Fragonard, Dom Juan et la statue du Commandeur, 1830

Fragonard, Dom Juan et la statue du Commandeur, 1830

 

II)                La naissance du mythe

Molière a emprunté son personnage à un auteur espagnol du nom de Tirso de Molina qui, en 1630, a écrit une pièce s’intitulant El Burlador de Sevilla y Convidado de piedra ( Le Trompeur de Séville et le Convive de pierre). Tirso de Molina se serait lui-même inspiré d’un fait divers datant du XIVéme siècle où un jeune débauché du nom de Don Juan Tenorio aurait tué le père d’une jeune fille qu’il avait séduite. Les moines du couvent où reposait la dépouille de la victime l’auraient vengée en tuant Dom Juan et en faisant disparaitre son corps. Et c’est là que le fait divers touche au mythe : les religieux auraient affirmé que Dom Juan avait été foudroyé par le Ciel et entraîné aux enfers afin de payer pour ses fautes. A partir de là, le personnage de Dom Juan devient très populaire en Espagne et le théâtre du mythe et l’amplifie. L’histoire passe ensuite en Italie, où on attribue mille et trois conquêtes féminines à Dom Juan, pour arriver en France où Molière, en 1665, va reprendre les aventures du personnage espagnol dans des conditions particulières.

Portrait de Molière

Portrait de Molière

 

III)             Le Dom Juan de Molière

Après l’interdiction de sa pièce Tartuffe en 1664, Molière connaît de graves difficultés financières.
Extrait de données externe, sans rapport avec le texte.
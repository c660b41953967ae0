//! Type-tagged message envelope validation.
//!
//! A request or response value is always a JSON object
//! `{"type": <name>, "value": <payload>}`. The validator checks the
//! envelope's shape and that `type` is both known and allowed for this
//! deployment; the per-type payload transform (trivial for `simple`,
//! sign/encrypt for `kem`) happens downstream in the secrets consumer.

use std::collections::HashSet;

use crate::error::MessageError;

/// A message type this deployment knows how to validate.
#[derive(Debug, Clone, Copy, PartialEq, Eq, Hash)]
pub enum MessageType {
    /// `{"type": "simple", "value": <string>}` — an opaque string, passed
    /// through untouched.
    Simple,
    /// `{"type": "kem", "value": <compact JWS or JWE>}` — see [`crate::kem`].
    Kem,
}

impl MessageType {
    fn as_str(self) -> &'static str {
        match self {
            MessageType::Simple => "simple",
            MessageType::Kem => "kem",
        }
    }

    fn from_str(s: &str) -> Option<Self> {
        match s {
            "simple" => Some(MessageType::Simple),
            "kem" => Some(MessageType::Kem),
            _ => None,
        }
    }
}

/// Validates incoming message envelopes against a deployment's allow-list.
pub struct Validator {
    allowed: HashSet<MessageType>,
}

impl Default for Validator {
    fn default() -> Self {
        Self { allowed: HashSet::from([MessageType::Simple]) }
    }
}

impl Validator {
    /// Build a validator allowing exactly `allowed` types.
    #[must_use]
    pub fn new(allowed: HashSet<MessageType>) -> Self {
        Self { allowed }
    }

    /// Validate the envelope's shape and type, returning the recognized
    /// [`MessageType`] and the raw `value` payload.
    ///
    /// # Errors
    ///
    /// - [`MessageError::Invalid`] if `msg` is not an object, or is missing
    ///   `type`/`value`.
    /// - [`MessageError::UnknownType`] if `type` names a type this build has
    ///   never heard of.
    /// - [`MessageError::UnallowedType`] if `type` is known but not enabled
    ///   for this deployment.
    pub fn parse<'a>(
        &self,
        msg: &'a serde_json::Value,
    ) -> Result<(MessageType, &'a serde_json::Value), MessageError> {
        let obj = msg.as_object().ok_or_else(|| MessageError::Invalid("the message must be an object".to_string()))?;

        let type_name = obj
            .get("type")
            .ok_or_else(|| MessageError::Invalid("the type is missing".to_string()))?
            .as_str()
            .ok_or_else(|| MessageError::Invalid("the type must be a string".to_string()))?;

        let value = obj
            .get("value")
            .ok_or_else(|| MessageError::Invalid("the value is missing".to_string()))?;

        let msg_type = MessageType::from_str(type_name)
            .ok_or_else(|| MessageError::UnknownType(type_name.to_string()))?;

        if !self.allowed.contains(&msg_type) {
            return Err(MessageError::UnallowedType(type_name.to_string()));
        }

        Ok((msg_type, value))
    }
}

/// Validate and extract the string payload of a `simple` message.
///
/// # Errors
///
/// Returns [`MessageError::Invalid`] if `value` is not a JSON string.
pub fn parse_simple_value(value: &serde_json::Value) -> Result<String, MessageError> {
    value
        .as_str()
        .map(str::to_string)
        .ok_or_else(|| MessageError::Invalid("simple value must be a string".to_string()))
}

/// Build the envelope for a `simple` reply.
#[must_use]
pub fn simple_envelope(value: &str) -> serde_json::Value {
    serde_json::json!({ "type": MessageType::Simple.as_str(), "value": value })
}

#[cfg(test)]
#[allow(clippy::unwrap_used)]
mod tests {
    use super::*;

    #[test]
    fn rejects_non_object() {
        let v = Validator::default();
        let err = v.parse(&serde_json::json!("not an object")).unwrap_err();
        assert!(matches!(err, MessageError::Invalid(_)));
    }

    #[test]
    fn rejects_missing_type() {
        let v = Validator::default();
        let err = v.parse(&serde_json::json!({"value": "x"})).unwrap_err();
        assert!(matches!(err, MessageError::Invalid(_)));
    }

    #[test]
    fn rejects_unknown_type() {
        let v = Validator::default();
        let err = v.parse(&serde_json::json!({"type": "exotic", "value": "x"})).unwrap_err();
        assert!(matches!(err, MessageError::UnknownType(_)));
    }

    #[test]
    fn rejects_unallowed_type() {
        let v = Validator::default();
        let err = v.parse(&serde_json::json!({"type": "kem", "value": "x"})).unwrap_err();
        assert!(matches!(err, MessageError::UnallowedType(_)));
    }

    #[test]
    fn accepts_allowed_simple() {
        let v = Validator::default();
        let input = serde_json::json!({"type": "simple", "value": "hello"});
        let (t, value) = v.parse(&input).unwrap();
        assert_eq!(t, MessageType::Simple);
        assert_eq!(parse_simple_value(value).unwrap(), "hello");
    }
}
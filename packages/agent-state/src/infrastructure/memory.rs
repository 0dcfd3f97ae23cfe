//! In-memory adapter for `StateStore`
//!
//! Documents are kept as serialized JSON so a load always goes through the
//! same serde path as the file adapter.

use parking_lot::Mutex;
use serde::de::DeserializeOwned;
use serde::Serialize;
use std::marker::PhantomData;

use crate::domain::StateStore;
use crate::{Result, StateError};

pub struct MemoryStore<T> {
    document: Mutex<Option<String>>,
    _doc: PhantomData<fn() -> T>,
}

impl<T> MemoryStore<T> {
    pub fn new() -> Self {
        Self {
            document: Mutex::new(None),
            _doc: PhantomData,
        }
    }

    /// Raw JSON currently held, if any
    pub fn raw(&self) -> Option<String> {
        self.document.lock().clone()
    }
}

impl<T: Serialize> MemoryStore<T> {
    pub fn with_document(doc: &T) -> Result<Self> {
        let store = Self::new();
        *store.document.lock() = Some(serde_json::to_string(doc)?);
        Ok(store)
    }
}

impl<T> Default for MemoryStore<T> {
    fn default() -> Self {
        Self::new()
    }
}

impl<T> StateStore<T> for MemoryStore<T>
where
    T: Serialize + DeserializeOwned,
{
    fn load(&self) -> Result<Option<T>> {
        let guard = self.document.lock();
        match guard.as_deref() {
            None => Ok(None),
            Some(text) => serde_json::from_str(text)
                .map(Some)
                .map_err(|e| StateError::corrupted("memory").with_source(e)),
        }
    }

    fn save(&self, doc: &T) -> Result<()> {
        let text = serde_json::to_string(doc)?;
        *self.document.lock() = Some(text);
        Ok(())
    }

    fn remove(&self) -> Result<()> {
        *self.document.lock() = None;
        Ok(())
    }

    fn exists(&self) -> bool {
        self.document.lock().is_some()
    }

    fn location(&self) -> String {
        "memory".to_string()
    }
}

#[cfg(test)]
mod tests {
    use super::*;
    use crate::domain::RunCheckpoint;

    #[test]
    fn test_memory_roundtrip_and_remove() {
        let store = MemoryStore::<RunCheckpoint>::new();
        assert!(store.load().unwrap().is_none());

        let cp = RunCheckpoint::new(vec!["a".into()], 9.0);
        store.save(&cp).unwrap();
        assert_eq!(store.load().unwrap(), Some(cp));
        assert!(store.raw().unwrap().contains("\"pending_files\""));

        store.remove().unwrap();
        assert!(!store.exists());
    }

    #[test]
    fn test_with_document() {
        let cp = RunCheckpoint::new(vec![], 1.0);
        let store = MemoryStore::with_document(&cp).unwrap();
        assert_eq!(store.load().unwrap(), Some(cp));
    }
}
Il lui faut à tout prix une nouvelle pièce pour renflouer les caisses de sa compagnie. Il choisit alors de s’emparer du personnage populaire de Dom Juan et de le présenter dans une série d’épisodes jusqu’à sa fin tragique. Molière écrit la pièce en quelques mois et la présente pour la première fois au public le 15 Février 1665 sous le titre Le Festin de pierre. C’est l’occasion pour le public français de découvrir ce « grand seigneur méchant homme » selon la formule de Sganarelle, un personnage haut en couleurs dont les tribulations permettent à Molière d’évoquer des thèmes qui lui sont chers : l’infidélité, l’hypocrisie, les rapports sociaux, le pouvoir de l’argent etc. La pièce connaît alors un succès certain avant d’être retirée de l’affiche le 20 Mars 1665. On pense que l’auteur a dû subir des pressions le contraignant à ne plus présenter son œuvre, considérée comme trop osée, dans sa version originale. Elle ne sera rejouée en l’état qu’en 1841.

 

IV)             Dom Juan après Molière, quelques exemples

Le mythe de Dom Juan conquiert l’Europe entière et ses adaptations sont  nombreuses et variées. Mozart en fait un opéra en italien, Don Giovanni, présenté en 1787. Au XIXème siècle, Johann Strauss, compositeur autrichien, fait du célèbre séducteur le héros de son poème symphonique Don Juan (1888). En France, le poète Charles Baudelaire évoque la figure légendaire dans son célèbre poème Don Juan aux enfers, du recueil Les Fleurs du Mal (1857). Représentée au théâtre à partir de 1841, la pièce n’a cessé d’être jouée jusqu’à nos jours. Les adaptations filmiques, plus ou moins inspirées par les aventures du héros, se sont succédé tout au long du XXème siècle.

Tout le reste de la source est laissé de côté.